[Collected data]

-*-

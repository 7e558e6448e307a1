use std::ffi::OsString;
use std::path::{Path, PathBuf};

use crate::{parse_settings, Settings, WorkspaceError};

const DEFAULT_WORKSPACE_PATH: &str = ".config/padscan";
const XDG_WORKSPACE_PATH: &str = "padscan";
const SETTINGS_FILE_NAME: &str = "padscan.yaml";

/// Location of the settings file.
pub struct Workspace {
    settings_path: Option<PathBuf>,
    explicit: bool,
}

impl Workspace {
    /// Uses `path` as the settings file if given, the default location otherwise.
    /// Without `HOME` or `XDG_CONFIG_HOME` there is no default location and
    /// [`Workspace::load`] yields default settings.
    pub fn new(path: Option<&Path>) -> Self {
        match path {
            Some(path) => Self {
                settings_path: Some(path.to_owned()),
                explicit: true,
            },
            None => Self {
                settings_path: Self::default_path().map(|p| p.join(SETTINGS_FILE_NAME)),
                explicit: false,
            },
        }
    }

    pub fn settings_path(&self) -> Option<&Path> {
        self.settings_path.as_deref()
    }

    /// Reads the settings file.
    /// A missing file is only an error when its path was given explicitly.
    pub fn load(&self) -> Result<Settings, WorkspaceError> {
        let Some(path) = &self.settings_path else {
            return Ok(Settings::defaults());
        };
        if !path.exists() {
            if self.explicit {
                return Err(WorkspaceError::SettingsNotFound(
                    path.display().to_string(),
                ));
            }
            return Ok(Settings::defaults());
        }
        if !path.is_file() {
            return Err(WorkspaceError::PathIsNotFile(path.display().to_string()));
        }

        let input = std::fs::read_to_string(path)?;
        parse_settings(&input)
    }

    /// Settings directory from the process environment.
    pub fn default_path() -> Option<PathBuf> {
        default_dir(
            std::env::var_os("XDG_CONFIG_HOME"),
            std::env::var_os("HOME"),
        )
    }
}

/// `$XDG_CONFIG_HOME/padscan` when set and non-empty, `$HOME/.config/padscan` otherwise.
fn default_dir(xdg_config_home: Option<OsString>, home: Option<OsString>) -> Option<PathBuf> {
    if let Some(config) = xdg_config_home.filter(|c| !c.is_empty()) {
        return Some(PathBuf::from(config).join(XDG_WORKSPACE_PATH));
    }
    home.filter(|h| !h.is_empty())
        .map(|h| PathBuf::from(h).join(DEFAULT_WORKSPACE_PATH))
}
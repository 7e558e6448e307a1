use std::fmt;

/// Severity of a reported message.
#[derive(Debug, Clone, Copy, PartialEq, Eq, Hash)]
pub enum Severity {
    Info,
    Warning,
    Error,
}

impl fmt::Display for Severity {
    fn fmt(&self, f: &mut fmt::Formatter<'_>) -> fmt::Result {
        let s = match self {
            Severity::Info => "info",
            Severity::Warning => "warning",
            Severity::Error => "error",
        };
        f.write_str(s)
    }
}

/// Sink for human-readable enumeration messages.
pub trait Reporter {
    fn report(&mut self, severity: Severity, message: String);

    fn info(&mut self, message: String) {
        self.report(Severity::Info, message);
    }

    fn error(&mut self, message: String) {
        self.report(Severity::Error, message);
    }
}

/// Forwards messages to the `log` facade.
#[derive(Debug, Default, Clone, Copy)]
pub struct LogReporter;

impl Reporter for LogReporter {
    fn report(&mut self, severity: Severity, message: String) {
        match severity {
            Severity::Info => log::info!("{message}"),
            Severity::Warning => log::warn!("{message}"),
            Severity::Error => log::error!("{message}"),
        }
    }
}

impl<R: Reporter + ?Sized> Reporter for &mut R {
    fn report(&mut self, severity: Severity, message: String) {
        (**self).report(severity, message);
    }
}
// Colorized wrappers for logging

use fern::Dispatch;

#[inline(always)]
pub(crate) fn format_log(message: &str) -> String {
    let now = chrono::Local::now().format("%Y.%m.%d %H:%M:%S").to_string();
    format!("[{now}] {message}")
}

#[macro_export]
macro_rules! print_error {
    ($($arg:tt)*) => {
        let message = $crate::logging::format_log(&format!($($arg)*));
        log::error!("{}", message.bright_red());
    }
}

#[macro_export]
macro_rules! print_info {
    ($($arg:tt)*) => {
        let message = $crate::logging::format_log(&format!($($arg)*));
        log::info!("{message}");
    }
}

#[macro_export]
macro_rules! print_debug {
    ($($arg:tt)*) => {
        let message = $crate::logging::format_log(&format!($($arg)*));
        log::debug!("{}", message.dimmed());
    }
}

#[macro_export]
macro_rules! print_warning {
    ($($arg:tt)*) => {
        let message = $crate::logging::format_log(&format!($($arg)*));
        log::warn!("{}", message.bright_yellow());
    }
}

/// Setup the logger.
pub(crate) fn setup(verbose: bool, no_color: bool) -> Result<(), log::SetLoggerError> {
    let log_level = if verbose {
        log::LevelFilter::Debug
    } else {
        log::LevelFilter::Info
    };
    Dispatch::new()
        .level(log::LevelFilter::Error)
        .level_for("padscan", log_level)
        .level_for("padscan_gamepad", log_level)
        .chain(std::io::stdout())
        .apply()?;

    if no_color {
        colored::control::set_override(false);
    }
    Ok(())
}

-*-

§ **WHAT NEEDS TO BE DONE**:
From the records above, copy out the line with "Option<OsString>, home: Option<OsString>)", the line with "use std::fmt;", and every line between them, word for word.

§ **OUTPUT OF THE TASK**:
fn default_dir(xdg_config_home: Option<OsString>, home: Option<OsString>) -> Option<PathBuf> {
    if let Some(config) = xdg_config_home.filter(|c| !c.is_empty()) {
        return Some(PathBuf::from(config).join(XDG_WORKSPACE_PATH));
    }
    home.filter(|h| !h.is_empty())
        .map(|h| PathBuf::from(h).join(DEFAULT_WORKSPACE_PATH))
}
repository 7e558e6448e307a1
use std::fmt;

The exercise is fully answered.